No planeta Marte, os dias de céu nublado são raros em sua fina e seca atmosfera. Normalmente, as nuvens são encontradas nas regiões do equador durante a época mais fria do ano, quando, durante sua órbita oval de dois anos, o Planeta Vermelho está mais distante do Sol. No entanto, a chegada precoce dessas nuvens foi registrada pelas câmeras do rover Cursioty, da NASA, e chamou a atenção dos cientistas, pois, além de chegarem mais cedo, se formam em altitudes maiores do que o normal.

As nuvens precoces foram observadas pela primeira vez no final de janeiro deste ano. As imagens do Curiosity revelam pequenas nuvens cheias de cristais de gelo que espalham a luz do Sol poente, com algumas brilhando em cores. Apesar disso, mais do que uma bela paisagem marciana, os cientistas esperam entender mais da dinâmica dessas nuvens, inclusive o motivo de essas recentes serem diferentes.

Nuvens acima do Monte Sharp, na Cratera Gale, na qual o Curiosity se encontra (Imagem: Reprodução/NASA/JPL-Caltech/MSSS)

A equipe do Curiosity foi além: descobriu que as nuvens que chegam mais cedo também estão em altitudes mais altas do que o habitual. Normalmente, as nuvens de Marte são compostas por gelo de água e ficam a 60 km de altitude, mas os novos registros revelam que elas estão bem mais altas. Com isso, os cientistas acreditam que sejam formadas de gelo dióxido de carbono ou gelo seco; contudo, os pesquisadores precisam procurar por pistas sutis para entender quais são as de gelo de água ou de gelo seco.

Imagens obtidas pelas câmeras de navegação do Curiosity em 28 de março deste ano (Imagem: Reprodução/NASA/JPL-Caltech)

Através das câmeras de navegação do rover, em preto e branco, é possível observar as estruturas finas e onduladas dessas nuvens, enquanto as imagens obtidas pela câmera colorida do Curiosity, a MastCam, revela o brilho dessas estruturas. Isso porque, logo após o Sol se pôr no horizonte marciano, os cristais de gelo suspensos nessas nuvens captam a luz fraca restante, fazendo com que pareçam brilhar em contraste ao céu escuro.
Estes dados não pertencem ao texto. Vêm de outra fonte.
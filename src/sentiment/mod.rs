// Lexicon-based sentiment scoring with pluggable per-language rules.
//
// The registry holds one LanguageEntry (labels + ScoringStrategy) per code.
// The engine tokenizes a phrase, looks each token up in the selected
// language's labels and lets the language's strategy adjust the score.

pub mod engine;
pub mod languages;
pub mod registry;
pub mod traits;
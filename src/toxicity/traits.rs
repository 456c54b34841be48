// Toxicity scorer trait — the boundary to remote analysis services.
//
// The moderation core never does I/O itself. Anything that needs a remote
// verdict goes through this trait, and whatever the provider returned is
// kept alongside the parsed scores.

use std::fmt;
use std::str::FromStr;

use async_trait::async_trait;

use crate::error::{ModerateError, Result};

/// Attributes a provider can be asked to score.
#[derive(Debug, Clone, Copy, PartialEq, Eq, Hash)]
pub enum Attribute {
    Toxicity,
    SevereToxicity,
    IdentityAttack,
    Insult,
    Profanity,
    Threat,
}

impl Attribute {
    pub const ALL: [Attribute; 6] = [
        Attribute::Toxicity,
        Attribute::SevereToxicity,
        Attribute::IdentityAttack,
        Attribute::Insult,
        Attribute::Profanity,
        Attribute::Threat,
    ];

    /// Wire name, e.g. `SEVERE_TOXICITY`.
    pub fn as_str(&self) -> &'static str {
        match self {
            Attribute::Toxicity => "TOXICITY",
            Attribute::SevereToxicity => "SEVERE_TOXICITY",
            Attribute::IdentityAttack => "IDENTITY_ATTACK",
            Attribute::Insult => "INSULT",
            Attribute::Profanity => "PROFANITY",
            Attribute::Threat => "THREAT",
        }
    }
}

impl fmt::Display for Attribute {
    fn fmt(&self, f: &mut fmt::Formatter<'_>) -> fmt::Result {
        f.write_str(self.as_str())
    }
}

impl FromStr for Attribute {
    type Err = ModerateError;

    fn from_str(s: &str) -> Result<Self> {
        let wanted = s.trim().to_uppercase().replace('-', "_");
        Attribute::ALL
            .into_iter()
            .find(|a| a.as_str() == wanted)
            .ok_or_else(|| ModerateError::config(format!("unknown toxicity attribute: {s:?}")))
    }
}

/// The result of scoring a single piece of text for toxicity.
#[derive(Debug, Clone)]
pub struct ToxicityResult {
    /// Overall toxicity from 0.0 (benign) to 1.0 (very toxic), if requested
    pub toxicity: Option<f64>,
    /// Breakdown of the other attributes, populated when requested
    pub attributes: ToxicityAttributes,
    /// The provider's response body, untouched
    pub raw: serde_json::Value,
}

/// Detailed toxicity attribute scores (all 0.0 to 1.0).
#[derive(Debug, Clone, Default, PartialEq)]
pub struct ToxicityAttributes {
    pub severe_toxicity: Option<f64>,
    pub identity_attack: Option<f64>,
    pub insult: Option<f64>,
    pub profanity: Option<f64>,
    pub threat: Option<f64>,
}

/// Trait for scoring text toxicity. Implementations are async because
/// providers are remote. Errors are returned as-is; retries and backoff are
/// the caller's business.
#[async_trait]
pub trait ToxicityScorer: Send + Sync {
    /// Score a single text for toxicity.
    async fn score_text(&self, text: &str) -> Result<ToxicityResult>;

    /// Score multiple texts, returning results in the same order.
    /// Stops at the first failure.
    async fn score_batch(&self, texts: &[String]) -> Result<Vec<ToxicityResult>> {
        let mut results = Vec::with_capacity(texts.len());
        for text in texts {
            results.push(self.score_text(text).await?);
        }
        Ok(results)
    }
}

#[cfg(test)]
mod tests {
    use super::*;

    #[test]
    fn test_attribute_parse() {
        assert_eq!("toxicity".parse::<Attribute>().unwrap(), Attribute::Toxicity);
        assert_eq!(
            "severe-toxicity".parse::<Attribute>().unwrap(),
            Attribute::SevereToxicity
        );
        assert!("sarcasm".parse::<Attribute>().is_err());
    }

    #[test]
    fn test_attribute_display_is_wire_name() {
        assert_eq!(Attribute::IdentityAttack.to_string(), "IDENTITY_ATTACK");
    }
}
Conhecidas como nuvens “noctilucentes”, elas se tornam mais brilhantes à medida que a quantidade de cristais de gelo aumenta, e escurecem logo que acaba qualquer luz do Sol.

Em 5 de março deste ano, a MastCam do Curiosity registrou uma visão panorâmica das nuvens iridescentes (Imagem: Reprodução/NASA/JPL-Caltech/MSSS)

O que mais chama a atenção são as nuvens iridescentes, ou madrepérola, cujas cores são as do arco-íris. O cientista atmosférico Mark Lemmon, do Instituto de Ciência Espacial em Boulder, no Colorado, explica que, quando uma nuvem com um conjunto de cores pastéis cintilantes é avistada, é porque suas partículas de gelo são quase idênticas em tamanho. “Isso geralmente acontece logo depois que as nuvens se formam e todas crescem na mesma velocidade”, disse.

As nuvens iridescentes são as estruturas mais coloridas que podem ser vistas no Planeta Vermelho, acrescenta Lemmon. Se um observador estivesse ao lado do Curiosity, ele “poderia ver as cores a olho nu, embora fossem desbotadas”.